Re: Downward (and two-way) causation

MikeStTA@AOL.COM
Sat, 16 Sep 1995 06:25:07 -0400


In a message dated 95-09-15 16:53:34 EDT, Francis wrote:

>The appearance of this "two way causation" can be explained in the
>following way. Imagine a complex dynamic system. The trajectories of the
>system through its state space are constrained by the "laws" of the
>dynamics. These dynamics in general determine a set of "attractors":
>regions in the state space the system can enter but not leave. However, the
>initial state of the system, and thus the attractor the system will
>eventually reach is not determined. The smallest fluctuations can push the
>system either in the one attractor regime or the other. However, once an
>attractor is reached, the system loses its freedom to go outside the
>attractor, and its state is strongly constrained.
>
>Now equate the dynamics with the rules governing the molecules, and the
>attractor with the eventual crystal shape.
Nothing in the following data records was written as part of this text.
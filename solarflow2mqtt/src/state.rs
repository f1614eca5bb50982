use std::fmt;

use chrono::{DateTime, Duration, Local};
use log::debug;

use crate::protocol::{DeviceEvent, PackReport, TelemetryReport};

/// The fixed set of device fields kept in the canonical state.
#[derive(Clone, Copy, Debug, PartialEq, Eq, Hash, PartialOrd, Ord)]
pub enum Field {
    BatteryLevel,
    SolarInputPower,
    SolarInput1Power,
    SolarInput2Power,
    HomeOutputPower,
    BatteryChargePower,
    BatteryDischargePower,
    OutputLimit,
    MaxInverterInput,
    MinSoc,
    MaxSoc,
    BatteryRuntime,
    BatteryChargeTime,
    BypassMode,
    PvBrand,
    BuzzerSwitch,
    SerialNumber,
    FirmwareVersion,
}

impl Field {
    pub const ALL: [Field; 18] = [
        Field::BatteryLevel,
        Field::SolarInputPower,
        Field::SolarInput1Power,
        Field::SolarInput2Power,
        Field::HomeOutputPower,
        Field::BatteryChargePower,
        Field::BatteryDischargePower,
        Field::OutputLimit,
        Field::MaxInverterInput,
        Field::MinSoc,
        Field::MaxSoc,
        Field::BatteryRuntime,
        Field::BatteryChargeTime,
        Field::BypassMode,
        Field::PvBrand,
        Field::BuzzerSwitch,
        Field::SerialNumber,
        Field::FirmwareVersion,
    ];
    pub const COUNT: usize = Self::ALL.len();

    /// Entity key used for platform topics and unique ids.
    pub fn key(self) -> &'static str {
        match self {
            Field::BatteryLevel => "battery",
            Field::SolarInputPower => "solar_input_power",
            Field::SolarInput1Power => "solar_input_1_power",
            Field::SolarInput2Power => "solar_input_2_power",
            Field::HomeOutputPower => "home_output_power",
            Field::BatteryChargePower => "battery_charge_power",
            Field::BatteryDischargePower => "battery_discharge_power",
            Field::OutputLimit => "output_limit",
            Field::MaxInverterInput => "max_inverter_input",
            Field::MinSoc => "min_soc",
            Field::MaxSoc => "max_soc",
            Field::BatteryRuntime => "battery_runtime",
            Field::BatteryChargeTime => "battery_charge_time",
            Field::BypassMode => "bypass_mode",
            Field::PvBrand => "pv_brand",
            Field::BuzzerSwitch => "buzzer_switch",
            Field::SerialNumber => "serial_number",
            Field::FirmwareVersion => "firmware_version",
        }
    }

    fn index(self) -> usize {
        self as usize
    }
}

#[derive(Clone, Debug, PartialEq)]
pub enum FieldValue {
    Number(f64),
    Text(String),
}

impl FieldValue {
    pub fn as_number(&self) -> Option<f64> {
        match self {
            FieldValue::Number(value) => Some(*value),
            FieldValue::Text(_) => None,
        }
    }

    pub fn as_text(&self) -> Option<&str> {
        match self {
            FieldValue::Number(_) => None,
            FieldValue::Text(text) => Some(text),
        }
    }
}

impl fmt::Display for FieldValue {
    fn fmt(&self, f: &mut fmt::Formatter<'_>) -> fmt::Result {
        match self {
            FieldValue::Number(value) => write!(f, "{}", format_number(*value)),
            FieldValue::Text(text) => write!(f, "{text}"),
        }
    }
}

/// Renders whole numbers without a fraction, everything else with two decimals.
pub fn format_number(value: f64) -> String {
    if value.fract() == 0.0 && value.abs() < 1e15 {
        format!("{}", value as i64)
    } else {
        format!("{value:.2}")
    }
}

#[derive(Clone, Debug, PartialEq)]
pub struct Reading {
    pub value: FieldValue,
    pub updated_at: DateTime<Local>,
}

#[derive(Clone, Copy, Debug, PartialEq, Eq)]
pub enum PackStatus {
    Standby,
    Charging,
    Discharging,
    Unknown,
}

impl PackStatus {
    pub fn from_code(code: i64) -> Self {
        match code {
            0 => PackStatus::Standby,
            1 => PackStatus::Charging,
            2 => PackStatus::Discharging,
            _ => PackStatus::Unknown,
        }
    }

    pub fn as_str(self) -> &'static str {
        match self {
            PackStatus::Standby => "standby",
            PackStatus::Charging => "charging",
            PackStatus::Discharging => "discharging",
            PackStatus::Unknown => "unknown",
        }
    }
}

#[derive(Clone, Debug, Default, PartialEq)]
pub struct PackState {
    pub soc: Option<f64>,
    pub status: Option<PackStatus>,
    /// Kelvin, as reported by the device.
    pub max_temperature: Option<f64>,
    pub updated_at: Option<DateTime<Local>>,
}

impl PackState {
    fn merge(&mut self, report: &PackReport, now: DateTime<Local>) -> bool {
        let before = (self.soc, self.status, self.max_temperature);
        if report.soc.is_some() {
            self.soc = report.soc;
        }
        if report.status.is_some() {
            self.status = report.status;
        }
        if report.max_temperature.is_some() {
            self.max_temperature = report.max_temperature;
        }
        self.updated_at = Some(now);
        before != (self.soc, self.status, self.max_temperature)
    }
}

/// Latest known state of the device, one slot per [`Field`].
#[derive(Clone, Debug, PartialEq)]
pub struct DeviceState {
    readings: [Option<Reading>; Field::COUNT],
    packs: Vec<(String, PackState)>,
    last_update: Option<DateTime<Local>>,
}

impl Default for DeviceState {
    fn default() -> Self {
        Self {
            readings: std::array::from_fn(|_| None),
            packs: Vec::new(),
            last_update: None,
        }
    }
}

impl DeviceState {
    pub fn reading(&self, field: Field) -> Option<&Reading> {
        self.readings[field.index()].as_ref()
    }

    pub fn value(&self, field: Field) -> Option<&FieldValue> {
        self.reading(field).map(|reading| &reading.value)
    }

    pub fn number(&self, field: Field) -> Option<f64> {
        self.value(field).and_then(FieldValue::as_number)
    }

    pub fn text(&self, field: Field) -> Option<&str> {
        self.value(field).and_then(FieldValue::as_text)
    }

    pub fn serial(&self) -> Option<&str> {
        self.text(Field::SerialNumber)
    }

    /// Battery packs in the order the device enumerates them.
    pub fn packs(&self) -> &[(String, PackState)] {
        &self.packs
    }

    pub fn pack_serials(&self) -> Vec<String> {
        self.packs.iter().map(|(serial, _)| serial.clone()).collect()
    }

    pub fn last_update(&self) -> Option<DateTime<Local>> {
        self.last_update
    }

    fn set(&mut self, field: Field, value: FieldValue, now: DateTime<Local>) -> bool {
        let slot = &mut self.readings[field.index()];
        let changed = slot.as_ref().map_or(true, |reading| reading.value != value);
        *slot = Some(Reading {
            value,
            updated_at: now,
        });
        self.last_update = Some(now);
        changed
    }
}

/// What an [`StateStore::apply`] call changed.
#[derive(Clone, Debug, Default, PartialEq)]
pub struct StateChange {
    pub fields: Vec<Field>,
    pub packs_enumerated: bool,
    pub packs_updated: Vec<String>,
}

impl StateChange {
    pub fn is_empty(&self) -> bool {
        self.fields.is_empty() && !self.packs_enumerated && self.packs_updated.is_empty()
    }

    pub fn serial_changed(&self) -> bool {
        self.fields.contains(&Field::SerialNumber)
    }

    fn record(&mut self, field: Field, changed: bool) {
        if changed && !self.fields.contains(&field) {
            self.fields.push(field);
        }
    }
}

/// Canonical device state. Only decoded device events mutate it.
#[derive(Debug, Default)]
pub struct StateStore {
    state: DeviceState,
}

impl StateStore {
    pub fn new() -> Self {
        Self::default()
    }

    pub fn get(&self) -> &DeviceState {
        &self.state
    }

    /// Merges the fields carried by `event`; fields it does not carry keep their value and
    /// timestamp.
    pub fn apply(&mut self, event: &DeviceEvent, now: DateTime<Local>) -> StateChange {
        let mut change = StateChange::default();
        match event {
            DeviceEvent::Telemetry(report) => self.apply_report(report, now, &mut change),
            DeviceEvent::Firmware { serial, modules } => {
                let serial_changed =
                    self.state
                        .set(Field::SerialNumber, FieldValue::Text(serial.clone()), now);
                change.record(Field::SerialNumber, serial_changed);
                if !modules.is_empty() {
                    let version = modules
                        .iter()
                        .map(|(module, version)| format!("{module} {version}"))
                        .collect::<Vec<_>>()
                        .join(", ");
                    let version_changed =
                        self.state
                            .set(Field::FirmwareVersion, FieldValue::Text(version), now);
                    change.record(Field::FirmwareVersion, version_changed);
                }
            }
            DeviceEvent::SerialReported(serial) => {
                let changed =
                    self.state
                        .set(Field::SerialNumber, FieldValue::Text(serial.clone()), now);
                change.record(Field::SerialNumber, changed);
            }
            DeviceEvent::TimeSyncRequested | DeviceEvent::CommandAck(_) => {}
        }
        if !change.is_empty() {
            debug!("state change: {change:?}");
        }
        change
    }

    fn apply_report(
        &mut self,
        report: &TelemetryReport,
        now: DateTime<Local>,
        change: &mut StateChange,
    ) {
        for (field, value) in &report.readings {
            let changed = self.state.set(*field, value.clone(), now);
            change.record(*field, changed);
        }
        if let Some(serial) = &report.serial {
            let changed = self
                .state
                .set(Field::SerialNumber, FieldValue::Text(serial.clone()), now);
            change.record(Field::SerialNumber, changed);
        }
        // a report without readings still proves the device is alive
        self.state.last_update = Some(now);

        if report.enumerates_packs {
            let serials: Vec<&str> = report.packs.iter().map(|p| p.serial.as_str()).collect();
            let known: Vec<&str> = self.state.packs.iter().map(|(s, _)| s.as_str()).collect();
            if serials != known {
                let mut previous = std::mem::take(&mut self.state.packs);
                self.state.packs = serials
                    .iter()
                    .map(|serial| {
                        let state = previous
                            .iter()
                            .position(|(s, _)| s.as_str() == *serial)
                            .map(|i| previous.swap_remove(i).1)
                            .unwrap_or_default();
                        ((*serial).to_string(), state)
                    })
                    .collect();
                change.packs_enumerated = true;
            }
        }

        for pack in &report.packs {
            match self.state.packs.iter_mut().find(|(s, _)| *s == pack.serial) {
                Some((serial, state)) => {
                    if state.merge(pack, now) {
                        change.packs_updated.push(serial.clone());
                    }
                }
                None => debug!("ignoring data for unenumerated pack {}", pack.serial),
            }
        }
    }

    /// True when no device update was seen within `max_age`.
    pub fn is_stale(&self, max_age: Duration, now: DateTime<Local>) -> bool {
        match self.state.last_update {
            Some(updated_at) => now - updated_at > max_age,
            None => true,
        }
    }

    pub fn is_field_stale(&self, field: Field, max_age: Duration, now: DateTime<Local>) -> bool {
        match self.state.reading(field) {
            Some(reading) => now - reading.updated_at > max_age,
            None => true,
        }
    }

    pub fn age(&self, now: DateTime<Local>) -> Option<Duration> {
        self.state.last_update.map(|updated_at| now - updated_at)
    }
}
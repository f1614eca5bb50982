use chrono::NaiveTime;
use thiserror::Error;

use crate::state::Field;

/// Errors raised while decoding a frame received from the device.
#[derive(Debug, Error, PartialEq)]
pub enum DecodeError {
    #[error("malformed payload on {topic}: {reason}")]
    Malformed { topic: String, reason: String },

    #[error("no decoder registered for topic {0}")]
    UnknownTopic(String),
}

impl DecodeError {
    pub(crate) fn malformed(topic: &str, reason: impl Into<String>) -> Self {
        DecodeError::Malformed {
            topic: topic.to_string(),
            reason: reason.into(),
        }
    }
}

/// Startup configuration errors. These are the only errors allowed to stop the process.
#[derive(Debug, Error, PartialEq)]
pub enum ConfigError {
    #[error("morning cutoff and evening rampup must differ (both are {cutoff})")]
    InvalidTimeWindow { cutoff: NaiveTime, rampup: NaiveTime },

    #[error("cannot parse time of day '{0}', expected HH:MM or HH:MM:SS")]
    InvalidTime(String),

    #[error("controller policy {policy} requires '{key}'")]
    MissingTime { policy: &'static str, key: &'static str },

    #[error("max_output must be a positive number of watts, got {0}")]
    InvalidMaxOutput(f64),
}

/// Errors raised while turning an intent into a device command.
#[derive(Debug, Error, PartialEq)]
pub enum CommandError {
    #[error("{what} {value} is outside of [{min}, {max}]")]
    OutOfRange {
        what: &'static str,
        value: f64,
        min: f64,
        max: f64,
    },

    #[error("cannot interpret '{value}' for {what}")]
    InvalidValue { what: &'static str, value: String },

    #[error("unknown {what} '{value}', expected one of [{options}]")]
    Unknown {
        what: &'static str,
        value: String,
        options: String,
    },

    #[error("{0:?} is not known yet")]
    MissingState(Field),
}

/// Reasons for refusing to act on the current state.
#[derive(Debug, Error, PartialEq)]
pub enum StateError {
    #[error("{what} is stale (last update {age_secs}s ago)")]
    Stale { what: &'static str, age_secs: i64 },

    #[error("{0} has not been received yet")]
    Missing(&'static str),
}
The dynamics to some degree
>determines the possible attractors (e.g. you cannot have a crystal with a
>7-fold symmetry), but which attractor will be eventually reached is totally
>unpredictable from the point of view of the molecules. It rather depends on
>uncontrollable outside influences. But once the attractor is reached, it
>strictly governs the further movement of the molecules.
>
>

You make a good point about the limitations of reductionism with respect to
emergent properties.

What you describe about dynamic systems sounds very much like what Chris
Langton (and others) of the Santa Fe Institute found concerning the
optimization "attractors" that appear during the evolution of genetic
algorithms. I think that the surprising phenomena of self-reinforcing
emergent order is a natural process of evolution, given entropic
environmental forces that also serve as selectors for certain structural
stabilities. At one time I thought I was the first to assert that evolution
was an entropic process until I learned that this was not a new idea, having
been advanced by several (cf. Wiley & Brooks). The thermodynamics of
evolving order are described by Murray Gell-Mann (Quark & Jaguar) and I.
Prigigine (Order out of Chaos) - most compatibly, in my opinion.